_DIRECTIONS FOR THIS TASK:_
Filter the data below for the string "Invalid" and copy each matching line.
[[ INPUT DATA, beginning ]]
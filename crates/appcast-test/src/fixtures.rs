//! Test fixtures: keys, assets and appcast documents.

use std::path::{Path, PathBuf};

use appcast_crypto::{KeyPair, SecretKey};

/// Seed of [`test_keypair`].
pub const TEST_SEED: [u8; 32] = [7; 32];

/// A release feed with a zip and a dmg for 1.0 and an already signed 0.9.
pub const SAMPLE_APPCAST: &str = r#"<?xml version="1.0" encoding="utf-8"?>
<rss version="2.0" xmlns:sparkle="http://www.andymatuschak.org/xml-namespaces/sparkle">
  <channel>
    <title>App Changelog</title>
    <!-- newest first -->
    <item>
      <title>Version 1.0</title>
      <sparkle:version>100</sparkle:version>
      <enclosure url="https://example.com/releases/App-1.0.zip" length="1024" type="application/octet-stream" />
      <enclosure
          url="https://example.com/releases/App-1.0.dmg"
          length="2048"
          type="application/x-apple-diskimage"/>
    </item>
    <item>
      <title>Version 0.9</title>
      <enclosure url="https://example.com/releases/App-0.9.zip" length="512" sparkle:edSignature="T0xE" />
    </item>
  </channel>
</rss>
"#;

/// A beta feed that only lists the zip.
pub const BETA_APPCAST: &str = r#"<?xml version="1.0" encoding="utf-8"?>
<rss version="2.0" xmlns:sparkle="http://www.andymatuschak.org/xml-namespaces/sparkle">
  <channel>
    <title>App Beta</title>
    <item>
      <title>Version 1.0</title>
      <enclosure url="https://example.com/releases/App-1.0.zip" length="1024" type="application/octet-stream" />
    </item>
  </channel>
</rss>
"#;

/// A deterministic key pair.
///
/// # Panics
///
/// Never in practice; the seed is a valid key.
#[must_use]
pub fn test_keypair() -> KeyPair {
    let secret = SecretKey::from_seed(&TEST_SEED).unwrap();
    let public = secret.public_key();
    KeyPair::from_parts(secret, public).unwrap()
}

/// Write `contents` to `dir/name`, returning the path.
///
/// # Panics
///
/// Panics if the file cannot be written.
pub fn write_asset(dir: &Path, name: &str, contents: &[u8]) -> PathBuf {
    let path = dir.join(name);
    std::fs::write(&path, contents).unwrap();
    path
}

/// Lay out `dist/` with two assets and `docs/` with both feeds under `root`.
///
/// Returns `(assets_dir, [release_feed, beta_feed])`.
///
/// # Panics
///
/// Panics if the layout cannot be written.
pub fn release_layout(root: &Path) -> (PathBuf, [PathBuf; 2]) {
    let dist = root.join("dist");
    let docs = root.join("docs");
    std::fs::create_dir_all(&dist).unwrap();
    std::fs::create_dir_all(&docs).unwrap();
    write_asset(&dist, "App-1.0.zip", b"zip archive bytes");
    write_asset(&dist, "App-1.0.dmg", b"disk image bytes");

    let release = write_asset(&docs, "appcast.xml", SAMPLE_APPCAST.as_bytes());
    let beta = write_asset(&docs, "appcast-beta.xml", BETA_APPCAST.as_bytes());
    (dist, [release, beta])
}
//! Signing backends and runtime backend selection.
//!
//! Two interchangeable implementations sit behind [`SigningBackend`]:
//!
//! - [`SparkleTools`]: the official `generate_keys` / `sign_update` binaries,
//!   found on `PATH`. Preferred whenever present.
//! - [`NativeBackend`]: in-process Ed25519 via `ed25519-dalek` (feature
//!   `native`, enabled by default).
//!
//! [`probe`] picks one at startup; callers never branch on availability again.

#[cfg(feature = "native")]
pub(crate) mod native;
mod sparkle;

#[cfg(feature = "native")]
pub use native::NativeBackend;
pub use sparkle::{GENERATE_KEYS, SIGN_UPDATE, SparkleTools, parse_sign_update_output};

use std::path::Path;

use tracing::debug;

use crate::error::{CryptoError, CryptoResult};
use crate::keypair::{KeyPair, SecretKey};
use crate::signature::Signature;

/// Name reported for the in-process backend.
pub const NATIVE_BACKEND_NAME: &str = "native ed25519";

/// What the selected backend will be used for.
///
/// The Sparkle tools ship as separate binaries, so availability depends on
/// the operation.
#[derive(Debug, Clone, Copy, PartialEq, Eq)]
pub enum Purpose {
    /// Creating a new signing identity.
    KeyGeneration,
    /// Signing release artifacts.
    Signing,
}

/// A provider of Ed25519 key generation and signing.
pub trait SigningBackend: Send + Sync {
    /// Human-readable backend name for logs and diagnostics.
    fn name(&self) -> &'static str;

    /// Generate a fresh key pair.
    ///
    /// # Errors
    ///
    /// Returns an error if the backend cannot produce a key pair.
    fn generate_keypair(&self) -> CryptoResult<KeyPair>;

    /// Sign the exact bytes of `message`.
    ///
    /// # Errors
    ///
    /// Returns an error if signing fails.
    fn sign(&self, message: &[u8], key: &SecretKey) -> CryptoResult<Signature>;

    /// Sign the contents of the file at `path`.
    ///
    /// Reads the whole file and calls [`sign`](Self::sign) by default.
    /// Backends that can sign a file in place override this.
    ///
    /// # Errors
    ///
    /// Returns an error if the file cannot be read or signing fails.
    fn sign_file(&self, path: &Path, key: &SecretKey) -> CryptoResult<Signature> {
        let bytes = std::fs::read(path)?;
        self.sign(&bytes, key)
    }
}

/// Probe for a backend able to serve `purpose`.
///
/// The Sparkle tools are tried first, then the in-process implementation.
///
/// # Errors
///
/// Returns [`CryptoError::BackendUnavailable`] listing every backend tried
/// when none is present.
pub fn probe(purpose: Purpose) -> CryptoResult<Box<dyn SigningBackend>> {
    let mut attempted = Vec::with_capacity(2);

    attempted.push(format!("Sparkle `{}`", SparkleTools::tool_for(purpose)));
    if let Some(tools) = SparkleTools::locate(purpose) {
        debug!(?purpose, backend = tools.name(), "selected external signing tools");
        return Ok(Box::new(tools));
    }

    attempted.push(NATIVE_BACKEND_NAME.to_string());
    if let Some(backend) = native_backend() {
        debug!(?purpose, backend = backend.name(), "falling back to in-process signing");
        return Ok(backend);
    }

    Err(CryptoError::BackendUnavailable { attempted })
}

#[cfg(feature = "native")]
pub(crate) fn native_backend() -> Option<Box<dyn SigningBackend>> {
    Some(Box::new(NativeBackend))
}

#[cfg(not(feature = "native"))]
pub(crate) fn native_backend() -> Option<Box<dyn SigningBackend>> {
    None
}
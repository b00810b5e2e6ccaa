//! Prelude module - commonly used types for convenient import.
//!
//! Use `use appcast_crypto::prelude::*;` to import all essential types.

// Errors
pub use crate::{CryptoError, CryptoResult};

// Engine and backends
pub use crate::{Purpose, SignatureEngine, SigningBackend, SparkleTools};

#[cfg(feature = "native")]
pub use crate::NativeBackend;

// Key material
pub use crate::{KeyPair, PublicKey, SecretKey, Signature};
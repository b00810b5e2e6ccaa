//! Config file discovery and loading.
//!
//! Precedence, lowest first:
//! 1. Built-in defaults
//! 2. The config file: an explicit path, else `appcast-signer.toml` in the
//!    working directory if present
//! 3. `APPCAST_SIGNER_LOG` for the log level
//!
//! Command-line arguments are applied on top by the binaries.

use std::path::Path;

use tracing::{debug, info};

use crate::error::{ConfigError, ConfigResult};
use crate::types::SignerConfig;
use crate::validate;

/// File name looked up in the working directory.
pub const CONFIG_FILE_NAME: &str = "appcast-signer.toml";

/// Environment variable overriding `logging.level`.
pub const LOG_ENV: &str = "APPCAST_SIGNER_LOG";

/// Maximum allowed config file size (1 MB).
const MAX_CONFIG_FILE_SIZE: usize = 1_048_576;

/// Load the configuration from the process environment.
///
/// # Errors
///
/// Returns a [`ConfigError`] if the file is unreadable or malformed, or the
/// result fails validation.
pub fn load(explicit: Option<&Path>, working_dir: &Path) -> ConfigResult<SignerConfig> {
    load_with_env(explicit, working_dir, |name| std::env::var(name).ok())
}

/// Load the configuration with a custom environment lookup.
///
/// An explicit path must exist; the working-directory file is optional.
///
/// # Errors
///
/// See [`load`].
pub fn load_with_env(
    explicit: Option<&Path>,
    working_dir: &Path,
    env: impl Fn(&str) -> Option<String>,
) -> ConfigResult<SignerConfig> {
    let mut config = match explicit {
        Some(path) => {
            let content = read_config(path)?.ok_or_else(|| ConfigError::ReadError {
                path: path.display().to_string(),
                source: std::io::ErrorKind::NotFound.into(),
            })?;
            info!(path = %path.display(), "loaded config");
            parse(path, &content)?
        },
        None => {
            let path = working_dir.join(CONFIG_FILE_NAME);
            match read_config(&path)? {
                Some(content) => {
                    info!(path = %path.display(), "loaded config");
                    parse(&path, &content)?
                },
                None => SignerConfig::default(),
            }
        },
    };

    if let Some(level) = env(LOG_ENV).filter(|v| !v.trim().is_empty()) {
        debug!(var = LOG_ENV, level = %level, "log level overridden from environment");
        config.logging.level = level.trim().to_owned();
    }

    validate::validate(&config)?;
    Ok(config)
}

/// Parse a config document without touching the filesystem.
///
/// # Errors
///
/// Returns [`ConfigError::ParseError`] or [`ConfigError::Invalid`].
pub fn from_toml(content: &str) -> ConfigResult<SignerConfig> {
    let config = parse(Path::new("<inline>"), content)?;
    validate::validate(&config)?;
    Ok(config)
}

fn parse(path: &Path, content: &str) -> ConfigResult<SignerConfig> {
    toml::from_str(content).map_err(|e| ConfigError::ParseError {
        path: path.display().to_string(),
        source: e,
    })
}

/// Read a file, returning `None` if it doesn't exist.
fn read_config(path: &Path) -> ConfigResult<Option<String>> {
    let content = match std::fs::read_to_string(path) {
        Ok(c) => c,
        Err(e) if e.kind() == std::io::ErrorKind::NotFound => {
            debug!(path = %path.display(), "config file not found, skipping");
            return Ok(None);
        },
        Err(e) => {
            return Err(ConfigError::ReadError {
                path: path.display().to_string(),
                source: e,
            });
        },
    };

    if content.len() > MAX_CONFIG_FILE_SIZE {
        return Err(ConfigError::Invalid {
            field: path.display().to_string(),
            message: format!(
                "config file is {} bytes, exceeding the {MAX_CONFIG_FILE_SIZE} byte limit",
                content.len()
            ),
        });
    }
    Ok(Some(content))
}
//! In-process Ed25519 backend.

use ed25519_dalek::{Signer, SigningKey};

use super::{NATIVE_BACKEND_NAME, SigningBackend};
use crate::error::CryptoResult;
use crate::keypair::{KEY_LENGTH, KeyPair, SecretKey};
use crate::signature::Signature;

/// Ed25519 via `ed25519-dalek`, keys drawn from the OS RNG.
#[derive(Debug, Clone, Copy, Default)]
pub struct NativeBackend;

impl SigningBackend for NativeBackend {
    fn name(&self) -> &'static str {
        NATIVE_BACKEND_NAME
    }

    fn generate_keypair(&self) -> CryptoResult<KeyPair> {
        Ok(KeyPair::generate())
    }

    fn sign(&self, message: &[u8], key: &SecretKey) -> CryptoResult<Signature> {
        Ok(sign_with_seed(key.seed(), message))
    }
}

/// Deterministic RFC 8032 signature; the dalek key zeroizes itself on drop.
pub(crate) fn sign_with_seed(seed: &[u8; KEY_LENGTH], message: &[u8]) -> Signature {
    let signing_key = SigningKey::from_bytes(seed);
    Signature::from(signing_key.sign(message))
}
[[ INPUT DATA, end ]]
_THE ANSWER:_
/// Returns [`ConfigError::ParseError`] or [`ConfigError::Invalid`].
        return Err(ConfigError::Invalid {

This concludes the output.